3 Minutes
A criminal mastermind in tweed. Picture a man who lectures on criminal psychology by day and runs an underground empire by night. That paradox is the engine behind Moriarty, a fresh crime drama being developed by Fremantle alongside Kris Thykier’s Archery Pictures.
Written by Chris Cornwell and Oliver Lansley, the series reframes Arthur Conan Doyle’s infamous antagonist as a Professor of Criminal Psychology at Durham University who conceals a second life as the architect of the North of England’s most sophisticated crimes. Conflict arrives when a rival syndicate threatens that empire, forcing Moriarty into an uneasy bargain: embed himself with the police as a consultant and wield the law as a weapon to dismantle his foe while keeping his true identity secret.
Thrown into the mix is Detective Imogen Burrows, a stoic Yorkshire investigator whose steady instincts slowly chip away at Moriarty’s careful masquerade. The writers set up a tense partnership: equal parts collaboration and cat-and-mouse, with the detective’s growing suspicion proving as dangerous to Moriarty’s plans as any rival gang.

Behind the cameras, Fremantle will handle global sales while Archery Pictures co-produces. Producer Kris Thykier describes the project as a character-led spin on the Holmes mythos that emphasizes the mechanics of villainy as much as the spectacle of crime.
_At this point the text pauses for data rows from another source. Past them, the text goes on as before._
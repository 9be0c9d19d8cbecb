//! API Error Types
//!
//! Errors raised while talking to the prediction-market backend.

use thiserror::Error;

/// Errors that can occur when communicating with the backend
#[derive(Error, Debug)]
pub enum ApiError {
    #[error("Backend unavailable")]
    Unavailable,

    #[error("Request timeout")]
    Timeout,

    #[error("Request failed: {0}")]
    Request(#[from] reqwest::Error),

    #[error("API error {status}: {message}")]
    Status { status: u16, message: String },

    /// The server answered `success: false`
    #[error("{0}")]
    Rejected(String),

    #[error("Invalid response: {0}")]
    Decode(String),
}

impl ApiError {
    /// Classify a transport error the way every call site does
    pub(crate) fn from_transport(err: reqwest::Error) -> Self {
        if err.is_timeout() {
            ApiError::Timeout
        } else if err.is_connect() {
            ApiError::Unavailable
        } else {
            ApiError::Request(err)
        }
    }

    /// True when the server never gave a verdict (network trouble or 5xx)
    pub fn is_transient(&self) -> bool {
        match self {
            ApiError::Unavailable | ApiError::Timeout | ApiError::Request(_) => true,
            ApiError::Status { status, .. } => *status >= 500,
            ApiError::Rejected(_) | ApiError::Decode(_) => false,
        }
    }

    /// Message suitable for showing to the user.
    ///
    /// A bare status carries whatever body the server sent (HTML error
    /// pages, proxy JSON), so only the code is shown.
    pub fn user_message(&self) -> String {
        match self {
            ApiError::Rejected(msg) => msg.clone(),
            ApiError::Status { status, .. } => format!("API error {}", status),
            other => other.to_string(),
        }
    }
}

/// Result type for API operations
pub type ApiResult<T> = Result<T, ApiError>;

#[cfg(test)]
mod tests {
    use super::*;

    #[test]
    fn test_transient_classification() {
        assert!(ApiError::Timeout.is_transient());
        assert!(ApiError::Unavailable.is_transient());
        assert!(ApiError::Status {
            status: 503,
            message: String::new()
        }
        .is_transient());

        assert!(!ApiError::Status {
            status: 401,
            message: "Unauthorized".to_string()
        }
        .is_transient());
        assert!(!ApiError::Rejected("Invalid token".to_string()).is_transient());
        assert!(!ApiError::Decode("bad json".to_string()).is_transient());
    }

    #[test]
    fn test_user_message() {
        let err = ApiError::Rejected("Invalid credentials".to_string());
        assert_eq!(err.user_message(), "Invalid credentials");

        let err = ApiError::Status {
            status: 500,
            message: String::new(),
        };
        assert_eq!(err.user_message(), "API error 500");
        assert_eq!(ApiError::Timeout.user_message(), "Request timeout");
    }

    #[test]
    fn test_user_message_hides_raw_body() {
        let err = ApiError::Status {
            status: 404,
            message: "<html><body>Cannot POST /api/auth/login</body></html>".to_string(),
        };
        assert_eq!(err.user_message(), "API error 404");
        // Logs still see the body
        assert!(err.to_string().contains("Cannot POST"));
    }
}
Rebecca Dundon at Fremantle points to the show’s franchise potential, promising a propulsive, contemporary procedural with an unconventional protagonist at its heart.
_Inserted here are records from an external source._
//! KenyaPolitics Predict CLI
//!
//! Terminal front end for the prediction-market client:
//! - Show the home view (stats, markets, session)
//! - Log in / register / log out
//! - List markets by sort order
//! - Check backend health

use anyhow::Context;
use clap::{Parser, Subcommand};
use predict_client::{
    ApiClient, Command, Config, Coordinator, DispatchOutcome, LoggingConfig, MarketApi, Notice,
    TerminalRenderer, ViewState,
};
use std::path::PathBuf;
use std::sync::Arc;
use tracing_subscriber::{layer::SubscriberExt, util::SubscriberInitExt};

#[derive(Parser)]
#[command(name = "predict")]
#[command(version = env!("CARGO_PKG_VERSION"))]
#[command(about = "Trade on Kenyan political events from the terminal")]
pub struct Cli {
    #[command(subcommand)]
    pub command: Commands,

    /// Backend origin (overrides config)
    #[arg(long, global = true)]
    pub api_url: Option<String>,

    /// Config file path
    #[arg(long, global = true)]
    pub config: Option<PathBuf>,

    /// Directory holding the saved session (overrides config)
    #[arg(long, global = true)]
    pub data_dir: Option<PathBuf>,
}

#[derive(Subcommand)]
pub enum Commands {
    /// Show platform stats, recent markets and session state
    Home,

    /// Log in and save the session
    Login {
        #[arg(long)]
        phone: String,
        #[arg(long)]
        password: String,
    },

    /// Create an account (log in afterwards)
    Register {
        #[arg(long)]
        phone: String,
        /// Name registered with M-Pesa
        #[arg(long)]
        mpesa_name: String,
        #[arg(long)]
        password: String,
    },

    /// Forget the saved session
    Logout,

    /// List markets
    Markets {
        /// Sort order (newest, volume, or any server-side token)
        #[arg(short, long, default_value = "newest")]
        sort: String,
    },

    /// Check backend health
    Status,

    /// Generate default config file
    Config {
        /// Output path (default: stdout)
        #[arg(short, long)]
        output: Option<PathBuf>,
    },
}

#[tokio::main]
async fn main() -> anyhow::Result<()> {
    let cli = Cli::parse();

    let mut config = match &cli.config {
        Some(path) => Config::load_with_env(path)
            .with_context(|| format!("loading config from {:?}", path))?,
        None => Config::load_default(),
    };
    if let Some(url) = &cli.api_url {
        config.api.base_url = url.clone();
    }
    if let Some(dir) = &cli.data_dir {
        config.storage.data_dir = dir.to_string_lossy().to_string();
    }

    init_logging(&config.logging);
    tracing::debug!(api = %config.api.base_url, data_dir = %config.storage.data_dir, "Starting");

    let commands = match cli.command {
        Commands::Config { output } => {
            let template = predict_client::config::generate_default_config();
            match output {
                Some(path) => {
                    if let Some(parent) = path.parent() {
                        std::fs::create_dir_all(parent)?;
                    }
                    std::fs::write(&path, &template)?;
                    println!("Config written to {:?}", path);
                }
                None => print!("{}", template),
            }
            return Ok(());
        }
        Commands::Status => return status(&config).await,
        Commands::Home => vec![Command::Initialize],
        Commands::Login { phone, password } => vec![Command::Login { phone, password }],
        Commands::Register {
            phone,
            mpesa_name,
            password,
        } => vec![
            Command::Initialize,
            Command::Register {
                phone,
                mpesa_name,
                password,
            },
        ],
        Commands::Logout => vec![Command::Logout, Command::Initialize],
        Commands::Markets { sort } => vec![
            Command::Initialize,
            Command::LoadMarkets(sort.parse().unwrap_or_default()),
        ],
    };

    let renderer = Arc::new(TerminalRenderer::new());
    let coordinator = Coordinator::from_config(&config, renderer.clone())
        .context("creating HTTP client")?;

    let mut failed = false;
    for command in commands {
        match coordinator.dispatch(command).await {
            DispatchOutcome::Notice(Notice::Error(_)) => failed = true,
            DispatchOutcome::Markets(predict_client::MarketsLoad::Failed(reason)) => {
                eprintln!("Could not refresh markets: {}", reason);
            }
            _ => {}
        }
    }

    renderer.present();

    if failed || matches!(coordinator.view_state().await, ViewState::Error { .. }) {
        std::process::exit(1);
    }
    Ok(())
}

async fn status(config: &Config) -> anyhow::Result<()> {
    let client = ApiClient::new(&config.api).context("creating HTTP client")?;

    match client.health_check().await {
        Ok(()) => {
            println!("API Status: Operational");
            println!("Health check: {}", client.health_url());
            Ok(())
        }
        Err(e) => {
            eprintln!("Cannot reach the backend at {}", client.base_url());
            eprintln!("Error: {}", e);
            std::process::exit(1);
        }
    }
}

fn init_logging(config: &LoggingConfig) {
    let filter = tracing_subscriber::EnvFilter::try_from_default_env().unwrap_or_else(|_| {
        format!("predict_client={0},predict={0}", config.level).into()
    });
    let registry = tracing_subscriber::registry().with(filter);

    // Logs go to stderr so rendered views stay clean on stdout
    if config.format == "json" {
        registry
            .with(tracing_subscriber::fmt::layer().json().with_writer(std::io::stderr))
            .init();
    } else {
        registry
            .with(tracing_subscriber::fmt::layer().with_writer(std::io::stderr))
            .init();
    }
}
Expect a tonal mix: cerebral analysis one moment, taut thriller the next. The creative team aims to upend expectations about crime shows by delivering moral ambiguity and psychological complexity in equal measure. Will viewers root for a charming criminal who uses the system to outwit others? That moral tug-of-war is precisely the point.
Fremantle’s partnership with Archery is part of a broader slate of collaborations that underline the company’s appetite for prestige, auteur-driven projects and serial storytelling. Moriarty looks designed to sit at the crossroads of mainstream appeal and character-driven drama — a series that could reshape how we think about villainy on television.
If you like your procedurals with a brain and a bite, keep an eye on this one.